Im Jahre 1996 beschlossen die Kultusminister Deutschlands, Österreichs und der Schweiz in Wien die Einführung der Rechtschreibreform an allen Schulen und Behörden für 1998. In der Abschlusserklärung des ersten Wiener Gesprächs von 1986 wurden die Ziele einer Rechtschreibreform wie folgt umrissen: „Grundsätzliches Einvernehmen wurde darüber erzielt, die auf der Orthographischen Konferenz von 1901 in Berlin erreichte einheitliche Regelung der deutschen Rechtschreibung den heutigen Erfordernissen anzupassen. Insbesondere geht es darum, die in vielen Teilbereichen der Rechtschreibung im Laufe der Zeit kompliziert gewordenen Regeln zu vereinfachen.“

Sowohl wegen der angestrebten Änderungen der Rechtschreibung als auch wegen der Vorgehensweise bei der Durchsetzung war die Reform von Anfang an umstritten und führte zu Auseinandersetzungen zwischen Befürwortern und Gegnern. Die Verlage erwarteten Umstellungskosten in dreistelliger Millionenhöhe. Auch Juristen und Politiker meldeten Bedenken an. Damals forderte u. a. der Weilheimer Deutschlehrer Friedrich Denk in der „Frankfurter Erklärung“ zu einem Stopp der Reform auf.
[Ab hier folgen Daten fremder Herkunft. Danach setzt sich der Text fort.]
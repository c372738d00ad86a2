//! Structured document analysis.

use std::path::Path;

use console::style;
use serde_json::json;

use paperlens::config::Config;
use paperlens::llm::{BackendError, InferenceError};
use paperlens::models::AnalysisRecord;
use paperlens::services::{AnalysisError, DocumentAnalysis, DocumentAnalyzer};

use crate::cli::style as marks;

/// Build the analyzer, refusing when analysis is switched off.
pub(super) fn analyzer(config: &Config) -> anyhow::Result<DocumentAnalyzer> {
    if !config.llm.enabled {
        anyhow::bail!("AI analysis is disabled (set llm.enabled = true in the config file)");
    }
    Ok(DocumentAnalyzer::from_config(&config.llm_config())?)
}

/// Print an analysis failure with whatever hint the backend gave.
pub(super) fn print_analysis_error(err: &AnalysisError) {
    eprintln!("{} {}", marks::error(), err);

    if let AnalysisError::Inference { source, .. } = err {
        let backend_error = match source {
            InferenceError::SessionCreateFailed { source, .. }
            | InferenceError::InferenceFailed { source, .. } => source,
        };
        if let BackendError::NotReady { hint, .. } = backend_error {
            eprintln!("  {} {}", marks::dim_arrow(), hint);
        }
    }

    if let Some(raw) = err.raw_output() {
        eprintln!("\n{}", style("Raw model output:").dim());
        eprintln!("{}", raw);
    }
}

pub async fn cmd_analyze(config: &Config, file: &Path, json: bool) -> anyhow::Result<()> {
    let analyzer = analyzer(config)?;
    let result = analyzer.analyze_document(file).await?;

    if json {
        println!("{}", serde_json::to_string_pretty(&to_json(file, &result))?);
    } else {
        print_document(file, &result);
    }

    match &result.analysis {
        Ok(_) => Ok(()),
        Err(e) => {
            if !json {
                print_analysis_error(e);
            }
            anyhow::bail!("analysis failed");
        }
    }
}

fn to_json(file: &Path, result: &DocumentAnalysis) -> serde_json::Value {
    let document = &result.document;
    let (analysis, error) = match &result.analysis {
        Ok(record) => (json!(record), serde_json::Value::Null),
        Err(e) => (
            serde_json::Value::Null,
            json!({
                "message": e.to_string(),
                "routing": e.decision(),
                "rawOutput": e.raw_output(),
            }),
        ),
    };

    json!({
        "file": file.display().to_string(),
        "pageCount": document.page_count,
        "title": document.title,
        "author": document.author,
        "analysis": analysis,
        "error": error,
        "analyzedAt": result.analyzed_at.to_rfc3339(),
    })
}

fn print_document(file: &Path, result: &DocumentAnalysis) {
    let document = &result.document;
    println!(
        "\n{} {} ({} pages, {} chars)",
        marks::success(),
        style(file.display()).bold(),
        document.page_count,
        document.text.chars().count()
    );

    if let Ok(record) = &result.analysis {
        print_record(record);
    }
}

fn print_record(record: &AnalysisRecord) {
    println!("\n{}", style(&record.title).bold().underlined());
    if !record.authors.is_empty() {
        println!("{}", style(record.authors.join(", ")).dim());
    }

    println!("\n{}", style("Abstract").bold());
    println!("{}", record.abstract_text);

    if !record.key_findings.is_empty() {
        println!("\n{}", style("Key Findings").bold());
        for finding in &record.key_findings {
            println!("  • {}", finding);
        }
    }

    if !record.sections.is_empty() {
        println!("\n{}", style("Sections").bold());
        for section in &record.sections {
            println!("  {}", style(&section.heading).cyan());
            match &section.summary {
                Some(summary) => println!("    {}", summary),
                None => println!("    {}", section.content),
            }
        }
    }

    for (label, value) in [
        ("Methodology", &record.methodology),
        ("Conclusions", &record.conclusions),
    ] {
        if let Some(value) = value {
            println!("\n{}", style(label).bold());
            println!("{}", value);
        }
    }

    if let Some(references) = &record.references {
        if !references.is_empty() {
            println!("\n{}", style("References").bold());
            for reference in references {
                println!("  {} {}", marks::dim_arrow(), reference);
            }
        }
    }
}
Die Argumente lauteten: Milliardenteuer, wissenschaftlich unhaltbar, unpädagogisch und undemokratisch durchgesetzt. Einer Umfrage des Instituts für Demoskopie Allensbach 1997 zufolge waren rund 70 Prozent der Deutschen gegen die neuen Regeln. „Überflüssig wie ein Kropf“, meinte sogar der damalige Bundespräsident Roman Herzog (CDU).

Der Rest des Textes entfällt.